If you wish to talk about settings, 4e's settings are Points of Light (the planes and the natural world's past empires are heavily detailed in various sourcebooks and magazines), 4e Forgotten Realms, 4e Eberron, 4e Dark Sun, and whatever setting you would like to bring into 4e.

Nentir Vale locations: web.archive.org/web/20130520012550/http://community.wizards.com/nentir_vale/wiki/Nentir_Vale_Locations
Points of Light timeline (ignore everything else on this mostly-fanon wiki): nentirvale.wikidot.com/world
D&D 4e Compendium (for those who still have Insider subscriptions): wizards.com/dndinsider/compendium/database.aspx
PDFs for 4e books: Search thepiratebay for "Dungeonsand_Dragons_4th_Edition_books_update__1[Nov_2012]"

Other urls found in this thread:

rogue-elements.obsidianportal.com/wikis/offline-character-builder
mega.nz/#F!Z5V12TAC!4agCR0niwAiECeriIYo2WA
twitter.com/NSFWRedditImage

nice pic op

4rries get out REEEEEEEEEEEEEEEEEEEEEEEEEEEEEEEEEEEEEEEEEEEEEEEEEEEEE

pls no bully

Stop stealing the 4e general thread format from Touhoufag.

The re-flavouring is easy, the hard part is figuring out how to deal with different capabilities of the pilot inside and outside the suit. Some savage worlds 4e amalgamation could work.

a picture with the text of OP from previous threads?

Well if you want the pilot to be significant you could make two 4e characters - you can only just be using one at a time EG if you eject or enter the mech. Then introduce 2 'scales' of combat - man-sized and ..mech-sized

Then just have it so man-sized stuff cannot do shit to mech-sized objects, and mech-sized squashes man-sized.

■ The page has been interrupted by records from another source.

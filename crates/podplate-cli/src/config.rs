//! Project configuration (`podplate.yaml`)

use serde::{Deserialize, Serialize};
use std::fs;
use std::path::{Path, PathBuf};

use crate::error::{CliError, Result};

/// Looked up in the working directory when `--config` is not given
pub const DEFAULT_CONFIG_FILE: &str = "podplate.yaml";

/// Settings shared by every command; flags override them
#[derive(Debug, Clone, PartialEq, Eq, Serialize, Deserialize)]
#[serde(rename_all = "camelCase")]
pub struct ProjectConfig {
    /// Variables document, relative to `root` unless absolute
    #[serde(default = "default_variables")]
    pub variables: PathBuf,

    /// Project root that catalog paths are relative to
    #[serde(default = "default_root")]
    pub root: PathBuf,

    /// Fail instead of keeping unresolved placeholders
    #[serde(default)]
    pub strict: bool,

    /// Extra templates rendered by `interpolate` after the built-in ones
    #[serde(default)]
    pub templates: Vec<UserTemplate>,
}

/// A user template and where its rendered form goes, both relative to `root`
#[derive(Debug, Clone, PartialEq, Eq, Serialize, Deserialize)]
#[serde(rename_all = "camelCase")]
pub struct UserTemplate {
    pub template: PathBuf,
    pub output: PathBuf,
}

fn default_variables() -> PathBuf {
    PathBuf::from(podplate_engine::catalog::DEFAULT_VARIABLES_FILE)
}

fn default_root() -> PathBuf {
    PathBuf::from(".")
}

impl Default for ProjectConfig {
    fn default() -> Self {
        Self {
            variables: default_variables(),
            root: default_root(),
            strict: false,
            templates: Vec::new(),
        }
    }
}

impl ProjectConfig {
    /// Load the project config
    ///
    /// An explicit path must exist. Without one, `podplate.yaml` in the
    /// working directory is used when present, defaults otherwise.
    pub fn load(explicit: Option<&Path>) -> Result<Self> {
        let path = match explicit {
            Some(path) => path.to_path_buf(),
            None => {
                let path = PathBuf::from(DEFAULT_CONFIG_FILE);
                if !path.exists() {
                    return Ok(Self::default());
                }
                path
            }
        };

        let content = fs::read_to_string(&path).map_err(|e| CliError::read(&path, e))?;
        Self::from_yaml(&content).map_err(|e| CliError::Config {
            path: path.display().to_string(),
            message: e.to_string(),
        })
    }

    pub fn from_yaml(yaml: &str) -> std::result::Result<Self, serde_yaml::Error> {
        if yaml.trim().is_empty() {
            return Ok(Self::default());
        }
        serde_yaml::from_str(yaml)
    }

    pub fn to_yaml(&self) -> std::result::Result<String, serde_yaml::Error> {
        serde_yaml::to_string(self)
    }

    /// The project root, with an optional command-line override
    pub fn root_or<'a>(&'a self, flag: Option<&'a Path>) -> &'a Path {
        flag.unwrap_or(&self.root)
    }

    /// The variables document under `root`
    pub fn variables_in(&self, root: &Path) -> PathBuf {
        root.join(&self.variables)
    }
}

It just seems strange for pilots to have the same combat mechanics as their mechs, especially if you pick a melee class. I think not being in the mech needs to be limiting so that players have more reason to want to pilot and fight stuff, otherwise it's just a question of scale.

If you want more uniqueness/flavor, then yeah same mechanics might erode that. Description could make up for it a lot, though.
Dunno if I'd call Savage Worlds necessarily more "limiting" versus 4e, though. The limiting would be more of scale - a dude can't blow up a mech, traditionally.

Unrelated to the suggested thread topic, but is the seeker really as bad as everyone online says it is?
Is it playable but subpar, or just completely unplayable bad?
If they're truly unplayable, how do you fix them?
I just really like the idea of a weapon-based controller class.

Seeker is subpar, but not unplayable.

This actually makes them a pretty good choice for powergamers in groups without other powergamers assuming said powergamer doesn't want to play warlord. Because an optimised seeker isn't impressive enough to steal the spotlight from anyone else, but isn't pathetic enough to be left in the dust either

Any ideas on how to make em...less subpar? Or would that be a lot of effort?

I heard hybridizing them with rangers works pretty well. Can anybody confirm?

I'm not a fan of 4e, never was, but I grew to appreciate it more over the years as I played a 2 year campaign in it (not my choice, it's what my friends were playing).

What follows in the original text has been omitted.